EXERCISE AIM: Check every line of the data and copy the ones where "becomes" appears.

((

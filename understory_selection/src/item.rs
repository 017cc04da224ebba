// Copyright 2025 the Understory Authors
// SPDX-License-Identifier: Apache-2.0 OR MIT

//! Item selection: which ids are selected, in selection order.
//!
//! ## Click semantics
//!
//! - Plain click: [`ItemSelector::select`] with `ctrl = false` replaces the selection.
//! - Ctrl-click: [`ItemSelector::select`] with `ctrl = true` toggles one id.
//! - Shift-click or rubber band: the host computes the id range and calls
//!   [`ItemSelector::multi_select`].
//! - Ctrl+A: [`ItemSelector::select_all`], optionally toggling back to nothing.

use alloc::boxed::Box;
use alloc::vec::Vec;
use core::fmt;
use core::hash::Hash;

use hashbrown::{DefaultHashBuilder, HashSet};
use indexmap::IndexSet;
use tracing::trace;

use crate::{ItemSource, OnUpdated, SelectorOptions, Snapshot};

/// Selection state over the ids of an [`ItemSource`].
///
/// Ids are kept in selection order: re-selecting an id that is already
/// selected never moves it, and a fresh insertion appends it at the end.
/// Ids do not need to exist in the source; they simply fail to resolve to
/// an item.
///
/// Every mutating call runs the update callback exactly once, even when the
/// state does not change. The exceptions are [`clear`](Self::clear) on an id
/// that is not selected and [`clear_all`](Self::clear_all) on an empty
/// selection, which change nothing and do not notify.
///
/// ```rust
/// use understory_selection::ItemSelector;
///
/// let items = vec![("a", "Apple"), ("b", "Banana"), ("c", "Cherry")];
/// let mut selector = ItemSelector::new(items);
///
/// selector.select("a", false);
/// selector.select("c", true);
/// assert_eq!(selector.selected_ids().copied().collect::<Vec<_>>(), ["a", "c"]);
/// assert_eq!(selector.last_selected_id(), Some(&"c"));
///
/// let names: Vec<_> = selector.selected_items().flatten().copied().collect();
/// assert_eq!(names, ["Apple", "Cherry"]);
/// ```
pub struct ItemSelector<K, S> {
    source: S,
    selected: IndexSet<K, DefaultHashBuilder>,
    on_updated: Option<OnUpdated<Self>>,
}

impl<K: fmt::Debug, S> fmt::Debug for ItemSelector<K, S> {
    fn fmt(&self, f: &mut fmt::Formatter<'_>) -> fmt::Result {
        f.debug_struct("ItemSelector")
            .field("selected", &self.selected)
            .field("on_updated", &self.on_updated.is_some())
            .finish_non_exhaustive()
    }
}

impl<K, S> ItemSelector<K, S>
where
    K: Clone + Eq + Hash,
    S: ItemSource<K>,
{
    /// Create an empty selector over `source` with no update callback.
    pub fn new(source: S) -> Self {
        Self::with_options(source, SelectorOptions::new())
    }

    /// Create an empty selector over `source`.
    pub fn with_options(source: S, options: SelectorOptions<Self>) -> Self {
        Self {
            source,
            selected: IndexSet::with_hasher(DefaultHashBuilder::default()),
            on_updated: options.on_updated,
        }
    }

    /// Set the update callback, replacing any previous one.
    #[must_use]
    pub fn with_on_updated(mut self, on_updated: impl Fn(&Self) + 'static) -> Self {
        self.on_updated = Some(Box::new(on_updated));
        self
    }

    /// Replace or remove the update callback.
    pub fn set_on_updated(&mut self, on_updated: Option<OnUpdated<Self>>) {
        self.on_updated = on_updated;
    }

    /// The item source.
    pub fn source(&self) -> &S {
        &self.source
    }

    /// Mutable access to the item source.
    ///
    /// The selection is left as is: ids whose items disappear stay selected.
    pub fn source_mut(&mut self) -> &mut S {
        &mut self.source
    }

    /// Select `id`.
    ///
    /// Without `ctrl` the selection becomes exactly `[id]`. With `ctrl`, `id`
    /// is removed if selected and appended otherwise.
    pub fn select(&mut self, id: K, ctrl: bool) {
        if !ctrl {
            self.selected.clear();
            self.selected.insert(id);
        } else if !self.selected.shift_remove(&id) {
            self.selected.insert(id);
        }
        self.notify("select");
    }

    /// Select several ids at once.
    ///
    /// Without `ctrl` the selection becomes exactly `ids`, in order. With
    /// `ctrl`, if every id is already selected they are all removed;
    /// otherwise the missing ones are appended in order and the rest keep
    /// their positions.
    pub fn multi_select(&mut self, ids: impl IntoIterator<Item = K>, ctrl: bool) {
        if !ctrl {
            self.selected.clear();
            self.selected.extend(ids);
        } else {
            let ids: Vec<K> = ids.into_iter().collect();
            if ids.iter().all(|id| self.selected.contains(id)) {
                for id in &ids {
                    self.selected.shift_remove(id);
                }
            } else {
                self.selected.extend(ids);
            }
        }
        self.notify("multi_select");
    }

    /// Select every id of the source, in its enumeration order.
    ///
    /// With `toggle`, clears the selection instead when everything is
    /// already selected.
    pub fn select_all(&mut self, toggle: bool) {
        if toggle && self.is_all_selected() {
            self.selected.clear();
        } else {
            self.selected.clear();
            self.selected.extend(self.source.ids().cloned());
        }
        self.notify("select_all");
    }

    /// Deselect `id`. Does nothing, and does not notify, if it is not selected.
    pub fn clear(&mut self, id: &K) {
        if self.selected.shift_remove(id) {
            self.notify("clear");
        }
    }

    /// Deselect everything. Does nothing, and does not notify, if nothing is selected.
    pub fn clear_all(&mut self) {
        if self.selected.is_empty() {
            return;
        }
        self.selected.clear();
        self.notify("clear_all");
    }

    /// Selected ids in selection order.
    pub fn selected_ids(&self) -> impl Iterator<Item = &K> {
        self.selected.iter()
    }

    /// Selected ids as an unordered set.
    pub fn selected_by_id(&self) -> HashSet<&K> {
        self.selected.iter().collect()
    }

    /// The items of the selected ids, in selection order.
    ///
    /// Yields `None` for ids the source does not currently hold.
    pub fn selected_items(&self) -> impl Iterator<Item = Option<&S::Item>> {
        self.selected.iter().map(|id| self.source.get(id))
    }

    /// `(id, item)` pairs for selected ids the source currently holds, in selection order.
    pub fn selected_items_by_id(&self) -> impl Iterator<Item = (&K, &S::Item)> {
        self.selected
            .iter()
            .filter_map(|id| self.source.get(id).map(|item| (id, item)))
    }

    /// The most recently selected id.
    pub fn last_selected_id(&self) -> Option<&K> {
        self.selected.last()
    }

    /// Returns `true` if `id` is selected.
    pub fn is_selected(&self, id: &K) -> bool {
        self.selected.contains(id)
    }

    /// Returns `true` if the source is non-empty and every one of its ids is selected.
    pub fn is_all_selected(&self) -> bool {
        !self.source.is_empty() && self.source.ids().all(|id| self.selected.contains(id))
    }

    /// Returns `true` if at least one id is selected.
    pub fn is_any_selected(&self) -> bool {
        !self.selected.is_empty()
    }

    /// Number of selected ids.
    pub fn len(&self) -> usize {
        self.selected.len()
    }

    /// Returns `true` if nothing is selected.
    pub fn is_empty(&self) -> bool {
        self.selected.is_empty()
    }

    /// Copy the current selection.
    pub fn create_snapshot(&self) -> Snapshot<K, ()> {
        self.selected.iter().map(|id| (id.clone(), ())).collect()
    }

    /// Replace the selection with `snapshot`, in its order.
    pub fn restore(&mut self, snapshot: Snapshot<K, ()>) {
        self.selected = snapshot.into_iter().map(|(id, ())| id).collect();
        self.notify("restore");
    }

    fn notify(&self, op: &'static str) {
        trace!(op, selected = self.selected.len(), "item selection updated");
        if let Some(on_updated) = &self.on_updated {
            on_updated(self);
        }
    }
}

))

EXPECTED ANSWER:
    /// Without `ctrl` the selection becomes exactly `[id]`. With `ctrl`, `id`
    /// Without `ctrl` the selection becomes exactly `ids`, in order. With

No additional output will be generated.